Sai do banco depois dos pagamentos realizados e como não ia almoçar, parei para comprar uns saquinhos de castanhas. Um saquinho era dois reais, mas sempre compro três saquinhos por cinco reais. Desta vez o vendedor estava com outro freguês e pelo jeito ele estava comprando sem essa deferência. Quando fiz a proposta de levar os três por cinco, ele disse que o produto não era dele e que não podia vender assim. Deu vontade de não levar nenhum e sair de cabeça erguida. Mas me contive e levei um só saquinho. Mas senti que o fato causou uma raiva dentro de mim que mais uma vez tive que me esforçar para conter.

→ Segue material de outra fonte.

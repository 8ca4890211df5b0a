//! Deterministic in-memory screen for tests.
//!
//! Satisfies the full [`Screen`] contract with no TTY behind it: the
//! "physical" terminal is a front buffer recording, per cell, the
//! runes, encoded bytes and style of what a render pass would have
//! put on the wire. Input is injected by the test instead of read
//! from a device, travelling through the same decoder as live bytes.

use crate::{acs, universal_key, CallClosure, MouseFlags, Screen};
use core_encoding::Charset;
use core_events::{
    ButtonMask, Error, Event, Key, KeyEvent, ModMask, ResizeEvent, Result,
};
use core_input::{Decoder, MouseSynth};
use core_render::{CellBuffer, Style};
use core_terminfo::Terminfo;
use crossbeam_channel::{bounded, Receiver, Sender};
use std::collections::HashMap;
use std::sync::atomic::{AtomicBool, Ordering};

const EVENT_QUEUE_CAP: usize = 128;

/// One committed front-buffer cell.
#[derive(Debug, Clone, PartialEq, Eq)]
pub struct SimCell {
    pub runes: Vec<char>,
    pub bytes: Vec<u8>,
    pub style: Style,
}

impl Default for SimCell {
    fn default() -> Self {
        SimCell {
            runes: vec![' '],
            bytes: vec![b' '],
            style: Style::default(),
        }
    }
}

pub struct OffscreenScreen {
    ti: &'static Terminfo,
    charset: Charset,
    cb: CellBuffer,
    front: Vec<SimCell>,
    front_size: (usize, usize),
    ambient: Style,
    cursor: (usize, usize),
    cursor_visible: bool,
    fallbacks: HashMap<char, String>,
    decoder: Decoder,
    mouse_synth: MouseSynth,
    tx: Sender<Event>,
    rx: Receiver<Event>,
    closed: AtomicBool,
    mouse_flags: MouseFlags,
    paste_enabled: bool,
    last_flush_cells: usize,
}

impl OffscreenScreen {
    /// UTF-8 offscreen screen at the default 80x25 geometry.
    pub fn new() -> OffscreenScreen {
        Self::with_charset("UTF-8").expect("UTF-8 is always available")
    }

    /// Offscreen screen with an explicit charset label.
    pub fn with_charset(label: &str) -> Result<OffscreenScreen> {
        let charset = Charset::from_label(label).ok_or_else(|| Error::NoCharset(label.into()))?;
        let ti = core_terminfo::lookup("offscreen").map_err(|_| Error::TermNotFound)?;
        let (w, h) = (ti.columns, ti.lines);
        let mut cb = CellBuffer::new(w, h);
        cb.invalidate();
        let (tx, rx) = bounded(EVENT_QUEUE_CAP);
        Ok(OffscreenScreen {
            ti,
            charset,
            cb,
            front: vec![SimCell::default(); w * h],
            front_size: (w, h),
            ambient: Style::default(),
            cursor: (0, 0),
            cursor_visible: false,
            fallbacks: HashMap::new(),
            decoder: Decoder::new(ti, charset),
            mouse_synth: MouseSynth::new(),
            tx,
            rx,
            closed: AtomicBool::new(false),
            mouse_flags: MouseFlags::empty(),
            paste_enabled: false,
            last_flush_cells: 0,
        })
    }

    /// Enqueue a synthetic key event, as if decoded from the reader.
    pub fn inject_key(&mut self, key: Key, rune: char, mods: ModMask) -> Result<()> {
        self.post_event(Event::Key(KeyEvent::new(key, rune, mods)))
    }

    /// Enqueue a synthetic mouse record; drag states are synthesized
    /// exactly as for live input.
    pub fn inject_mouse(
        &mut self,
        x: i32,
        y: i32,
        buttons: ButtonMask,
        mods: ModMask,
    ) -> Result<()> {
        if let Some(ev) = self.mouse_synth.note(x, y, buttons, mods) {
            self.post_event(Event::Mouse(ev))?;
        }
        Ok(())
    }

    /// Run raw bytes through the input decoder, as if read from the
    /// TTY. The chunk is treated as a complete burst: a trailing lone
    /// ESC is delivered rather than left pending.
    pub fn inject_key_bytes(&mut self, bytes: &[u8]) -> Result<()> {
        let mut sink = Vec::new();
        self.decoder.feed(bytes, &mut sink);
        if let Some(deadline) = self.decoder.deadline() {
            self.decoder.expire(deadline, &mut sink);
        }
        for ev in sink {
            self.post_event(ev)?;
        }
        Ok(())
    }

    /// Resize without a SIGWINCH, posting a synthetic `Resize`.
    pub fn set_size(&mut self, w: usize, h: usize) {
        self.cb.resize(w, h);
        self.cb.invalidate();
        self.front = vec![SimCell::default(); w * h];
        self.front_size = (w, h);
        let _ = self.post_event(Event::Resize(ResizeEvent::new(w, h)));
    }

    /// Committed front buffer with its dimensions.
    pub fn get_contents(&self) -> (Vec<SimCell>, usize, usize) {
        let (w, h) = self.front_size;
        (self.front.clone(), w, h)
    }

    pub fn get_cursor(&self) -> (usize, usize, bool) {
        (self.cursor.0, self.cursor.1, self.cursor_visible)
    }

    /// Cells committed by the most recent `show`/`sync`.
    pub fn last_flush_count(&self) -> usize {
        self.last_flush_cells
    }

    fn encode_front(&self, ch: char, comb: &[char]) -> (Vec<char>, Vec<u8>) {
        let mut bytes = Vec::new();
        if self.charset.encode_char(ch, &mut bytes) {
            let mut runes = vec![ch];
            for &c in comb {
                if self.charset.encode_char(c, &mut bytes) {
                    runes.push(c);
                }
            }
            return (runes, bytes);
        }
        let replacement = self
            .fallbacks
            .get(&ch)
            .map(String::as_str)
            .or_else(|| acs::ascii_fallback(ch))
            .unwrap_or("?");
        let mut bytes = Vec::new();
        for c in replacement.chars() {
            if !self.charset.encode_char(c, &mut bytes) {
                bytes.push(b'?');
            }
        }
        (replacement.chars().collect(), bytes)
    }
}

impl Default for OffscreenScreen {
    fn default() -> Self {
        Self::new()
    }
}

impl Screen for OffscreenScreen {
    fn init(&mut self) -> Result<()> {
        Ok(())
    }

    fn close(&mut self) {
        self.closed.store(true, Ordering::SeqCst);
    }

    fn set_style(&mut self, style: Style) {
        self.ambient = style;
    }

    fn set_content(&mut self, x: usize, y: usize, ch: char, comb: &[char], style: Style) {
        self.cb.set_content(x, y, ch, comb, style);
    }

    fn get_content(&self, x: usize, y: usize) -> (char, Vec<char>, Style, isize) {
        let (ch, comb, style, width) = self.cb.get_content(x, y);
        (ch, comb.to_vec(), style, width)
    }

    fn fill(&mut self, ch: char, style: Style) {
        self.cb.fill(ch, style);
    }

    fn clear(&mut self) {
        self.cb.fill(' ', self.ambient);
    }

    fn size(&self) -> (usize, usize) {
        self.cb.size()
    }

    fn colors(&self) -> usize {
        self.ti.colors
    }

    fn can_display(&self, ch: char, check_fallbacks: bool) -> bool {
        let mut scratch = Vec::new();
        if self.charset.encode_char(ch, &mut scratch) {
            return true;
        }
        check_fallbacks
            && (self.fallbacks.contains_key(&ch) || acs::ascii_fallback(ch).is_some())
    }

    fn has_key(&self, key: Key) -> bool {
        universal_key(key) || self.ti.keys.iter().any(|&(k, _)| k == key)
    }

    fn show(&mut self) -> Result<()> {
        let (w, h) = self.cb.size();
        let mut committed = 0usize;
        for y in 0..h {
            let mut x = 0usize;
            while x < w {
                if !self.cb.dirty(x, y) {
                    x += self.cb.advance_width(x, y);
                    continue;
                }
                let (ch, comb, style, width) = self.cb.get_content(x, y);
                let comb = comb.to_vec();
                let style = if style == Style::default() {
                    self.ambient
                } else {
                    style
                };
                let mut width = width.max(1) as usize;
                let (runes, bytes) = if width == 2 && x == w - 1 {
                    width = 1;
                    (vec![' '], vec![b' '])
                } else {
                    if width == 2 && x + 1 < w {
                        self.cb.set_dirty(x + 1, y, true);
                    }
                    self.encode_front(ch, &comb)
                };
                self.front[y * w + x] = SimCell {
                    runes,
                    bytes,
                    style,
                };
                self.cb.set_dirty(x, y, false);
                committed += 1;
                x += width;
            }
        }
        self.last_flush_cells = committed;
        Ok(())
    }

    fn sync(&mut self) -> Result<()> {
        self.cb.invalidate();
        self.show()
    }

    fn set_cursor(&mut self, x: usize, y: usize) {
        self.cursor = (x, y);
        self.cursor_visible = true;
    }

    fn hide_cursor(&mut self) {
        self.cursor_visible = false;
    }

    fn enable_mouse(&mut self, flags: MouseFlags) -> Result<()> {
        self.mouse_flags = if flags.is_empty() {
            MouseFlags::BUTTONS
        } else {
            flags
        };
        Ok(())
    }

    fn disable_mouse(&mut self) -> Result<()> {
        self.mouse_flags = MouseFlags::empty();
        Ok(())
    }

    fn enable_paste(&mut self) -> Result<()> {
        self.paste_enabled = true;
        Ok(())
    }

    fn disable_paste(&mut self) -> Result<()> {
        self.paste_enabled = false;
        Ok(())
    }

    fn poll_event(&self) -> Option<Event> {
        if self.closed.load(Ordering::SeqCst) {
            return None;
        }
        self.rx.recv().ok()
    }

    fn post_event(&self, ev: Event) -> Result<()> {
        if self.closed.load(Ordering::SeqCst) {
            return Err(Error::NotCaptured);
        }
        self.tx.try_send(ev).map_err(crate::queue_error)
    }

    fn event_channel(&self) -> Receiver<Event> {
        self.rx.clone()
    }

    fn beep(&mut self) -> Result<()> {
        Ok(())
    }

    fn register_rune_fallback(&mut self, ch: char, replacement: &str) {
        self.fallbacks.insert(ch, replacement.to_string());
    }

    fn unregister_rune_fallback(&mut self, ch: char) {
        self.fallbacks.remove(&ch);
    }

    fn copy_to_clipboard(&mut self, _s: &str) -> Result<()> {
        Ok(())
    }

    fn call(&mut self, _f: CallClosure) -> Result<()> {
        Err(Error::CallDisabled)
    }

    fn keep_file_handle(&mut self, _keep: bool) {}

    fn set_capture_ctrl_c(&mut self, _capture: bool) {}

    fn charset(&self) -> &'static str {
        self.charset.name()
    }
}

Cheguei nesse estado de ânimo no consultório para atender meus pacientes, consegui atender com certa educação aos que estavam marcados, mas aqueles que dependiam de minha tolerância, que queriam informações sem consulta marcada, senti que os atendi com rudeza, próximo da ignorância. Foi a declaração final de que eu não passei no teste da tolerância, quando ela realmente era requisitada. Os fatos corriqueiros da vida e que eu tenho um bom desempenho de tolerância nas suas resoluções, não trazem em seu bojo o nível de pressão que sofri nos fatos deste dia. Senti então que os mestres espirituais proporcionaram esse teste para que eu passasse por ele e minha consciência acusasse a nota que eu deveria ter. se antes eu pensava ter um oito ou mais no item devocional a Deus de tolerância, desci para seis ou menos. E mais ainda, devo ter todo o cuidado quando eu mesmo me fizer uma avaliação positiva, pois posso ser testado de imediato para verificar se bate o meu pensamento com a realidade.